There are several ways to store and manage your cryptocurrencies and digital assets. All of them can be roughly divided into custodial services and self-custodial wallets. This article will explore self-custodial wallets and explain why every crypto trader and user should use them.
Self-custody vs. Custodial Services
A custodian is a person, entity, or organization that holds something on behalf of another party. In cryptocurrencies, the custodian is either you or an exchange. An exchange or third-party custodian stores crypto assets in a centralized wallet when using custodial services. With this arrangement, you do not complete trades, swaps, or transfers yourself because the custodian does it on your behalf.
A self-custody arrangement gives you complete control over your information, wallet, and funds. Because you are responsible for everything, you are also responsible for ensuring your account and funds are safe.
A custodial service provides a low barrier to entry and convenience but not the privacy and security that a self-custodial wallet does. This is why many start on custodial services and eventually move to self-custodial wallets.
Complete Control of Your Keys
Every crypto user knows that the person holding the keys also controls the cryptocurrency in a given account.

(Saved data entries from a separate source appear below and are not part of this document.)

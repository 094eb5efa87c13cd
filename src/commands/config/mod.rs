use clap::Subcommand;

/// Configuration management commands.
#[derive(Subcommand, Clone, Debug, PartialEq, Eq)]
pub enum ConfigCommands {
    /// Print JSON Schema for ~/.config/git-ninja/config.yaml
    Schema,

    /// Print the path of the config file that is read (config.yaml when none exists)
    Path,
}

impl ConfigCommands {
    pub fn run(&self) -> anyhow::Result<()> {
        match self {
            Self::Schema => {
                let schema = crate::shared::config::generate_schema();
                let json = serde_json::to_string_pretty(&schema)?;
                println!("{json}");
            }
            Self::Path => match crate::shared::dirs::config_dir() {
                Some(dir) => println!(
                    "{}",
                    crate::shared::config::config_file_in(&dir).display()
                ),
                None => anyhow::bail!("cannot determine config directory: HOME is not set"),
            },
        }
        Ok(())
    }
}
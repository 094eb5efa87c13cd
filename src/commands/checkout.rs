//! Replace a working-tree file with its version from another branch.

use super::CommandContext;
use super::error::{CommandError, Result};
use super::path_context::LocationRef;
use crate::infra::git::{GitRunner, list_branches};
use crate::shared::ui::{Notification, Ui, confirm};

pub async fn run<R: GitRunner, U: Ui>(
    ctx: &CommandContext<R, U>,
    reference: LocationRef,
    branch: Option<String>,
) -> Result<()> {
    let path = ctx.resolve(reference).await?;
    let file_name = path.file_name();

    let branch = match branch {
        Some(branch) => branch,
        None => {
            let branches = list_branches(&ctx.runner, &path.repo_root, ctx.remote()).await?;
            if branches.is_empty() {
                return Err(CommandError::NoBranches.into());
            }
            let title = format!("Checkout {file_name} from Branch");
            match ctx.ui.pick(&title, &branches)? {
                Some(branch) => branch,
                None => {
                    tracing::info!("User cancelled branch selection");
                    return Ok(());
                }
            }
        }
    };
    tracing::info!("Selected branch: {branch}");

    let object = format!("{branch}:{}", path.relative_path);
    if ctx
        .git(&path.repo_root, &["cat-file", "-e", &object])
        .await
        .is_err()
    {
        return Err(CommandError::BranchContentMissing {
            path: path.relative_path,
            branch,
        }
        .into());
    }

    let message = format!(
        "This will replace \"{file_name}\" with the version from branch \"{branch}\". Any local changes will be lost."
    );
    if !confirm(&ctx.ui, &message, "Checkout File", "Cancel")? {
        tracing::info!("User cancelled checkout confirmation");
        return Ok(());
    }

    ctx.git(
        &path.repo_root,
        &["checkout", &branch, "--", &path.relative_path],
    )
    .await?;

    if !path.absolute_path.exists() {
        return Err(CommandError::CheckoutFileMissing(path.absolute_path).into());
    }

    tracing::info!(
        "Successfully checked out {} from branch {branch}",
        path.relative_path
    );
    ctx.ui.notify(
        &Notification::info(format!("{file_name} updated from branch \"{branch}\""))
            .with_file(&path.absolute_path)
            .with_output(),
    );
    Ok(())
}

#[cfg(test)]
mod tests {
    use super::*;
    use crate::commands::test_support::{context, fake_root, toplevel};
    use crate::infra::git::RealGitRunner;
    use crate::shared::testing::{Prompt, RecordingUi, ScriptedRunner, TestRepo};
    use crate::shared::ui::NotificationAction;

    const FOR_EACH_REF: &[&str] = &[
        "for-each-ref",
        "--format=%(refname:short)",
        "refs/heads",
        "refs/remotes/origin",
    ];

    #[tokio::test]
    async fn missing_content_fails_before_confirmation() {
        let (_dir, root) = fake_root();
        let runner = toplevel(ScriptedRunner::new(), &root)
            .on(FOR_EACH_REF, "main\nfeature\norigin/main\n")
            .fail(&["cat-file", "-e", "feature:a.txt"], "fatal: path 'a.txt' does not exist");
        let ui = RecordingUi::new().pick_answer("feature");
        let ctx = context(runner, ui, &root);

        let err = run(&ctx, LocationRef::Path("a.txt".into()), None)
            .await
            .unwrap_err();

        assert!(matches!(
            err.downcast_ref::<CommandError>(),
            Some(CommandError::BranchContentMissing { path, branch })
                if path == "a.txt" && branch == "feature"
        ));
        assert!(ctx.ui.dialogs().is_empty());
        assert!(!ctx.runner.was_called(&["checkout"]));
    }

    #[tokio::test]
    async fn branches_are_offered_sorted_and_merged() {
        let (_dir, root) = fake_root();
        let runner = toplevel(ScriptedRunner::new(), &root)
            .on(FOR_EACH_REF, "main\ndev\norigin/main\norigin/feature\n");
        let ctx = context(runner, RecordingUi::new(), &root);

        run(&ctx, LocationRef::Path("a.txt".into()), None)
            .await
            .unwrap();

        assert_eq!(
            ctx.ui.prompts(),
            vec![Prompt::Pick {
                title: "Checkout a.txt from Branch".to_string(),
                items: vec!["dev".into(), "feature".into(), "main".into()],
            }]
        );
        // dismissed pick: nothing else happens
        assert!(ctx.ui.notifications().is_empty());
        assert!(!ctx.runner.was_called(&["cat-file"]));
    }

    #[tokio::test]
    async fn no_branches_is_an_error() {
        let (_dir, root) = fake_root();
        let runner = toplevel(ScriptedRunner::new(), &root).on(FOR_EACH_REF, "");
        let ctx = context(runner, RecordingUi::new(), &root);

        let err = run(&ctx, LocationRef::Path("a.txt".into()), None)
            .await
            .unwrap_err();

        assert_eq!(err.to_string(), "No branches found in this repository");
    }

    #[tokio::test]
    async fn declined_confirmation_leaves_file_alone() {
        let (_dir, root) = fake_root();
        let runner = toplevel(ScriptedRunner::new(), &root)
            .on(&["cat-file", "-e", "dev:a.txt"], "");
        let ui = RecordingUi::new().choose_answer(1);
        let ctx = context(runner, ui, &root);

        run(&ctx, LocationRef::Path("a.txt".into()), Some("dev".into()))
            .await
            .unwrap();

        assert_eq!(ctx.ui.dialogs().len(), 1);
        assert!(!ctx.runner.was_called(&["checkout"]));
        assert!(!ctx.runner.was_called(&["for-each-ref"]));
    }

    #[tokio::test]
    async fn file_missing_after_checkout_is_an_error() {
        let (_dir, root) = fake_root();
        let runner = toplevel(ScriptedRunner::new(), &root)
            .on(&["cat-file", "-e", "dev:a.txt"], "")
            .on(&["checkout", "dev", "--", "a.txt"], "");
        let ui = RecordingUi::new().choose_answer(0);
        let ctx = context(runner, ui, &root);

        let err = run(&ctx, LocationRef::Path("a.txt".into()), Some("dev".into()))
            .await
            .unwrap_err();

        assert!(matches!(
            err.downcast_ref::<CommandError>(),
            Some(CommandError::CheckoutFileMissing(_))
        ));
    }

    #[tokio::test]
    async fn checkout_restores_branch_version() {
        let repo = TestRepo::new();
        repo.write_file("config.toml", "from main\n");
        repo.commit_all("add config");
        repo.git(&["branch", "stable"]);
        repo.write_file("config.toml", "local edits\n");

        let ui = RecordingUi::new().pick_answer("stable").choose_answer(0);
        let ctx = context(RealGitRunner, ui, &repo.path());

        run(&ctx, LocationRef::Path("config.toml".into()), None)
            .await
            .unwrap();

        let content = std::fs::read_to_string(repo.path().join("config.toml")).unwrap();
        assert_eq!(content, "from main\n");
        let n = ctx.ui.only_notification();
        assert_eq!(n.message(), "config.toml updated from branch \"stable\"");
        assert_eq!(
            n.actions(),
            &[
                NotificationAction::ShowFile(repo.path().join("config.toml")),
                NotificationAction::ShowOutput,
            ]
        );
    }
}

For this reason, you should ensure that you are always in control of your keys, and using a self-custodial crypto wallet is the best way of ensuring this.
Crucially, always remember that reputable self-custodial wallet providers will never ask you for your private keys or seed phrase. If someone contacts you asking for another or both, they are likely scamming you, so you should ignore them and report them.
Secure Storage Options
Most custodial services only allow access using a mobile app or through their website. For this reason, your password and username are usually the only things protecting your accounts and funds from unauthorized access.

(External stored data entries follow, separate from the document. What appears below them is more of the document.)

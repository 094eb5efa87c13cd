//! Fetch with pruning, then offer to delete local branches already merged into HEAD.

use super::CommandContext;
use super::cleanup::{delete_branches, list_or_none};
use super::error::Result;
use crate::infra::git::{GitRunner, current_branch, parse_local_branches};
use crate::shared::ui::{Notification, Ui, confirm, plural};

/// Local branches split by whether `git branch -d` would accept them.
#[derive(Debug, Default, PartialEq, Eq)]
pub struct Classification {
    pub deletable: Vec<String>,
    pub protected: Vec<String>,
}

impl Classification {
    /// Partition `locals` by membership in `merged`, keeping order.
    pub fn new(locals: Vec<String>, merged: &[String]) -> Self {
        let (deletable, protected): (Vec<String>, Vec<String>) =
            locals.into_iter().partition(|b| merged.contains(b));
        Self {
            deletable,
            protected,
        }
    }
}

pub async fn run<R: GitRunner, U: Ui>(ctx: &CommandContext<R, U>) -> Result<()> {
    let root = ctx.locate_root().await?;

    tracing::info!("Step 1: Fetching {} with prune...", ctx.remote());
    ctx.git(&root, &["fetch", ctx.remote(), "--prune"]).await?;

    tracing::info!("Step 2: Classifying local branches...");
    let current = current_branch(&ctx.runner, &root).await?;
    let branch_out = ctx.git(&root, &["branch"]).await?;
    let locals = parse_local_branches(&branch_out.stdout, &current);
    tracing::info!(
        "Found local branches (excluding current): {}",
        list_or_none(&locals)
    );

    if locals.is_empty() {
        ctx.ui.notify(
            &Notification::info("Git prune complete! No local branches found to check.")
                .with_output(),
        );
        return Ok(());
    }

    let merged_out = ctx.git(&root, &["branch", "--merged"]).await?;
    let merged = parse_local_branches(&merged_out.stdout, &current);
    let Classification {
        deletable,
        protected,
    } = Classification::new(locals, &merged);
    tracing::info!("Deletable branches: {}", list_or_none(&deletable));
    tracing::info!("Protected branches: {}", list_or_none(&protected));

    if deletable.is_empty() {
        let mut message = "Git prune complete! Remote references pruned.".to_string();
        if !protected.is_empty() {
            message.push_str(&format!(
                " Found {} that cannot be safely deleted.",
                plural(protected.len(), "local branch", "local branches")
            ));
        }
        ctx.ui.notify(&Notification::info(message).with_output());
        return Ok(());
    }

    let mut message = format!(
        "Git prune found {} that can be safely deleted: {}",
        plural(deletable.len(), "local branch", "local branches"),
        deletable.join(", ")
    );
    if !protected.is_empty() {
        message.push_str(&format!(
            "\n\n{} will be kept (not fully merged): {}",
            plural(protected.len(), "branch", "branches"),
            protected.join(", ")
        ));
    }
    message.push_str("\n\nDelete the safe branches?");

    if !confirm(&ctx.ui, &message, "Delete Safe Branches", "Skip Deletion")? {
        tracing::info!("User chose to skip branch deletion");
        ctx.ui.notify(
            &Notification::info("Git prune complete! Remote pruning done, branch deletion skipped.")
                .with_output(),
        );
        return Ok(());
    }

    tracing::info!("Step 3: Deleting safe local branches...");
    let report = delete_branches(ctx, &root, &deletable, "-d").await;
    let kept = (!protected.is_empty()).then(|| {
        format!(
            " Kept {} protected.",
            plural(protected.len(), "branch", "branches")
        )
    });

    let notification = if report.failed.is_empty() {
        Notification::info(format!(
            "Git prune complete! Deleted {}.{}",
            plural(report.deleted, "local branch", "local branches"),
            kept.unwrap_or_default()
        ))
    } else {
        Notification::warning(format!(
            "Git prune partially complete. {}.{}",
            report.summary(deletable.len()),
            kept.unwrap_or_default()
        ))
    };
    ctx.ui.notify(&notification.with_output());
    Ok(())
}
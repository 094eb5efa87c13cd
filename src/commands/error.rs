use std::path::PathBuf;

use thiserror::Error;

use crate::infra::git::GitError;

#[derive(Error, Debug)]
pub enum CommandError {
    #[error("Invalid file reference: {0}")]
    InvalidReference(String),

    #[error(
        "File \"{0}\" is not tracked by Git. To use skip-worktree, the file must first be added to Git tracking. Use: git add \"{0}\""
    )]
    UntrackedPath(String),

    #[error("File \"{path}\" does not exist in branch \"{branch}\"")]
    BranchContentMissing { path: String, branch: String },

    #[error(
        "Command executed but status verification failed for {path} (expected {expected}); the change may still have been applied"
    )]
    VerificationMismatch { path: String, expected: String },

    #[error("No branches found in this repository")]
    NoBranches,

    #[error("Checkout completed but file not found on disk: {}", .0.display())]
    CheckoutFileMissing(PathBuf),

    #[error(transparent)]
    Git(#[from] GitError),

    #[error("IO error: {0}")]
    Io(#[from] std::io::Error),
}

impl CommandError {
    /// The underlying git failure, if this error wraps one.
    pub fn as_git(&self) -> Option<&GitError> {
        match self {
            Self::Git(e) => Some(e),
            _ => None,
        }
    }
}

pub type Result<T> = anyhow::Result<T>;
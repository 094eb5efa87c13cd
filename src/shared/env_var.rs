//! Centralized reader for GIT_NINJA_* environment variables.
//!
//! Environment variable names are defined as private constants here;
//! external code accesses values through the `EnvVars` struct.

const REPO_ROOT: &str = "GIT_NINJA_REPO_ROOT";
const LOG: &str = "GIT_NINJA_LOG";
const LOG_DIR: &str = "GIT_NINJA_LOG_DIR";

/// Snapshot of all GIT_NINJA_* environment variables at load time.
#[derive(Debug, Clone, Default, PartialEq, Eq)]
pub struct EnvVars {
    /// Repository root reported by the host editor's source-control
    /// integration. Used before spawning `git rev-parse`.
    pub repo_root: Option<String>,

    /// tracing filter directive for the output log (default: "debug").
    pub log_filter: Option<String>,

    /// Directory for the output log (default: ~/.cache/git-ninja).
    pub log_dir: Option<String>,
}

fn non_empty_var(name: &str) -> Option<String> {
    std::env::var(name).ok().filter(|s| !s.is_empty())
}

impl EnvVars {
    /// Read all GIT_NINJA_* environment variables from the current process.
    pub fn load() -> Self {
        Self {
            repo_root: non_empty_var(REPO_ROOT),
            log_filter: non_empty_var(LOG),
            log_dir: non_empty_var(LOG_DIR),
        }
    }
}
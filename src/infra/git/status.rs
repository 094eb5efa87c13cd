//! Index status of a single path.

use std::path::Path;

use super::error::{GitError, Result};
use super::runner::GitRunner;

/// Tag `git ls-files -v` prints for skip-worktree entries.
const SKIP_WORKTREE_TAG: char = 'S';

/// Whether git tracks a path, and whether its skip-worktree bit is set.
#[derive(Debug, Clone, Copy, Default, PartialEq, Eq)]
pub struct TrackStatus {
    pub tracked: bool,
    /// Always false when `tracked` is false.
    pub skip_worktree: bool,
}

impl TrackStatus {
    pub const UNTRACKED: Self = Self {
        tracked: false,
        skip_worktree: false,
    };

    /// Parse `git ls-files -v -- <path>` output.
    pub fn from_ls_files(output: &str) -> Self {
        let out = output.trim();
        if out.is_empty() {
            return Self::UNTRACKED;
        }

        Self {
            tracked: true,
            skip_worktree: out.starts_with(SKIP_WORKTREE_TAG),
        }
    }
}

/// Query the track status of `relative_path` (root-relative, `/`-separated).
pub async fn track_status(
    runner: &impl GitRunner,
    root: &Path,
    relative_path: &str,
) -> Result<TrackStatus> {
    let output = runner
        .run(&["ls-files", "-v", "--", relative_path], root)
        .await
        .map_err(|e| GitError::Query(format!("failed to check skip-worktree status: {e}")))?;

    let status = TrackStatus::from_ls_files(&output.stdout);
    tracing::debug!(
        raw = output.stdout.trim(),
        tracked = status.tracked,
        skip_worktree = status.skip_worktree,
        "ls-files status for {relative_path}"
    );
    Ok(status)
}
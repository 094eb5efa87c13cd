//! Git error types.

use thiserror::Error;

#[derive(Error, Debug)]
pub enum GitError {
    /// `git` exited non-zero or could not be spawned.
    #[error("{message}")]
    Process {
        message: String,
        exit_code: Option<i32>,
        stderr: Option<String>,
    },

    #[error("Not a git repository: {0}")]
    NotAGitRepository(String),

    #[error("Git query failed: {0}")]
    Query(String),
}

impl GitError {
    /// Exit code of the failed process, if the failure came from one.
    pub fn exit_code(&self) -> Option<i32> {
        match self {
            Self::Process { exit_code, .. } => *exit_code,
            _ => None,
        }
    }

    /// Captured stderr of the failed process, if any was written.
    pub fn stderr(&self) -> Option<&str> {
        match self {
            Self::Process { stderr, .. } => stderr.as_deref(),
            _ => None,
        }
    }
}

pub type Result<T> = std::result::Result<T, GitError>;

Going the self-custodial route allows you different options with varying levels of security, including hot and cold wallets, hardware or software, mobile or computer, and single or multi-signature options. Additionally, choosing the best crypto mobile wallet gives you convenience and additional security options, including those built into your phone and 2-factor authentication.
Privacy at the Forefront
Custodial services and centralized exchanges must ask users to verify their identities to comply with Know Your Customer (KYC) and anti-money laundering regulations. Self-custodial wallets, on the other hand, do not require you to do this because you only need to connect to a supported crypto wallet. This means the wallet and associated services do not know who you are, but they do know your crypto wallet address.

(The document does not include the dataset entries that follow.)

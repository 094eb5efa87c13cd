//! Toggle a path in `.git/info/exclude`.

use std::path::{Path, PathBuf};

use super::CommandContext;
use super::error::{CommandError, Result};
use super::path_context::LocationRef;
use crate::infra::git::GitRunner;
use crate::shared::ui::{Notification, Ui};

/// Whether the toggle added or removed the entry.
#[derive(Debug, Clone, Copy, PartialEq, Eq)]
pub enum Toggled {
    Added,
    Removed,
}

pub async fn run<R: GitRunner, U: Ui>(ctx: &CommandContext<R, U>, reference: LocationRef) -> Result<()> {
    let path = ctx.resolve(reference).await?;
    let toggled = toggle(&path.repo_root, &path.relative_path)?;

    let message = match toggled {
        Toggled::Added => format!("Added to .git/info/exclude: {}", path.relative_path),
        Toggled::Removed => format!("Removed from .git/info/exclude: {}", path.relative_path),
    };
    ctx.ui.notify(&Notification::info(message));
    Ok(())
}

pub fn exclude_file(repo_root: &Path) -> PathBuf {
    repo_root.join(".git").join("info").join("exclude")
}

/// Add `entry` when absent, remove every occurrence when present.
///
/// The file is rewritten normalized: trimmed non-empty lines, newline-terminated.
pub fn toggle(repo_root: &Path, entry: &str) -> std::result::Result<Toggled, CommandError> {
    let path = exclude_file(repo_root);
    if let Some(dir) = path.parent()
        && !dir.exists()
    {
        std::fs::create_dir_all(dir)?;
        tracing::debug!("Created {}", dir.display());
    }

    let mut lines = read_entries(&path)?;
    let toggled = if lines.iter().any(|line| line == entry) {
        lines.retain(|line| line != entry);
        Toggled::Removed
    } else {
        lines.push(entry.to_string());
        Toggled::Added
    };

    let content = if lines.is_empty() {
        String::new()
    } else {
        lines.join("\n") + "\n"
    };
    std::fs::write(&path, content)?;
    tracing::info!("{toggled:?} {entry} in {}", path.display());

    Ok(toggled)
}

/// Whether `entry` is listed in the exclude file. A missing file lists nothing.
pub fn contains(repo_root: &Path, entry: &str) -> std::result::Result<bool, CommandError> {
    Ok(read_entries(&exclude_file(repo_root))?
        .iter()
        .any(|line| line == entry))
}

fn read_entries(path: &Path) -> std::io::Result<Vec<String>> {
    let content = match std::fs::read_to_string(path) {
        Ok(content) => content,
        Err(e) if e.kind() == std::io::ErrorKind::NotFound => String::new(),
        Err(e) => return Err(e),
    };
    Ok(content
        .lines()
        .map(str::trim)
        .filter(|line| !line.is_empty())
        .map(str::to_string)
        .collect())
}

#[cfg(test)]
mod tests {
    use super::*;
    use crate::commands::test_support::{context, fake_root, toplevel};
    use crate::shared::testing::{RecordingUi, ScriptedRunner, TestRepo};
    use indoc::indoc;

    #[test]
    fn toggle_creates_info_dir_and_file() {
        let (_dir, root) = fake_root();

        assert_eq!(toggle(&root, "a/b.txt").unwrap(), Toggled::Added);
        assert_eq!(
            std::fs::read_to_string(exclude_file(&root)).unwrap(),
            "a/b.txt\n"
        );
    }

    #[test]
    fn toggle_removes_every_occurrence_and_normalizes() {
        let (_dir, root) = fake_root();
        std::fs::create_dir_all(root.join(".git/info")).unwrap();
        std::fs::write(
            exclude_file(&root),
            "  *.log \n\nsecret.env\n*.log\n",
        )
        .unwrap();

        assert_eq!(toggle(&root, "*.log").unwrap(), Toggled::Removed);
        assert_eq!(
            std::fs::read_to_string(exclude_file(&root)).unwrap(),
            "secret.env\n"
        );
    }

    #[test]
    fn toggle_twice_restores_normalized_file() {
        let (_dir, root) = fake_root();
        std::fs::create_dir_all(root.join(".git/info")).unwrap();
        let original = indoc! {"
            # git ls-files --others --exclude-from=.git/info/exclude
            *.swp
        "};
        std::fs::write(exclude_file(&root), original).unwrap();

        toggle(&root, "notes.md").unwrap();
        assert!(contains(&root, "notes.md").unwrap());
        toggle(&root, "notes.md").unwrap();

        assert_eq!(
            std::fs::read_to_string(exclude_file(&root)).unwrap(),
            original
        );
    }

    #[test]
    fn contains_on_missing_file_is_false() {
        let (_dir, root) = fake_root();
        assert!(!contains(&root, "a.txt").unwrap());
    }

    #[tokio::test]
    async fn run_twice_leaves_empty_file() {
        let (_dir, root) = fake_root();
        std::fs::create_dir_all(root.join("a")).unwrap();
        std::fs::write(root.join("a/b.txt"), "").unwrap();
        let runner = toplevel(ScriptedRunner::new(), &root);
        let ctx = context(runner, RecordingUi::new(), &root);
        let reference = LocationRef::Path(root.join("a/b.txt"));

        run(&ctx, reference.clone()).await.unwrap();
        run(&ctx, reference).await.unwrap();

        assert_eq!(std::fs::read_to_string(exclude_file(&root)).unwrap(), "");
        let messages: Vec<String> = ctx
            .ui
            .notifications()
            .iter()
            .map(|n| n.message().to_string())
            .collect();
        assert_eq!(
            messages,
            [
                "Added to .git/info/exclude: a/b.txt",
                "Removed from .git/info/exclude: a/b.txt",
            ]
        );
    }

    #[tokio::test]
    async fn excluded_file_disappears_from_untracked_listing() {
        let repo = TestRepo::new();
        repo.write_file("local.env", "KEY=1");
        let ctx = context(crate::infra::git::RealGitRunner, RecordingUi::new(), &repo.path());

        run(&ctx, LocationRef::Path("local.env".into())).await.unwrap();

        let untracked = repo.git(&["ls-files", "--others", "--exclude-standard"]);
        assert!(!untracked.contains("local.env"), "got: {untracked}");
    }

    #[cfg(unix)]
    #[tokio::test]
    async fn symlinked_file_is_excluded_under_its_own_name() {
        let repo = TestRepo::new();
        repo.write_file("real.txt", "x");
        std::os::unix::fs::symlink("real.txt", repo.path().join("link.txt")).unwrap();
        let ctx = context(crate::infra::git::RealGitRunner, RecordingUi::new(), &repo.path());

        run(&ctx, LocationRef::Path("link.txt".into())).await.unwrap();

        assert_eq!(
            std::fs::read_to_string(exclude_file(&repo.path())).unwrap(),
            "link.txt\n"
        );
        assert_eq!(
            ctx.ui.only_notification().message(),
            "Added to .git/info/exclude: link.txt"
        );
    }
}
pub mod config;
pub mod dirs;
pub mod env_var;
pub mod logging;
#[cfg(test)]
pub mod testing;
pub mod ui;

A crucial fact to remember is that even though no one can know your identity when using a self-custodial wallet, they can still follow your transactions on the blockchain because such records exist. They can then use this information and information sourced elsewhere to reveal your identity.
Self-custodial wallets provide users with numerous benefits compared to custodial services and centralized exchanges. The most important benefit for users is the additional security and privacy they provide. Users have complete control over their keys and personal information, which helps them align better with the central tenets of the blockchain.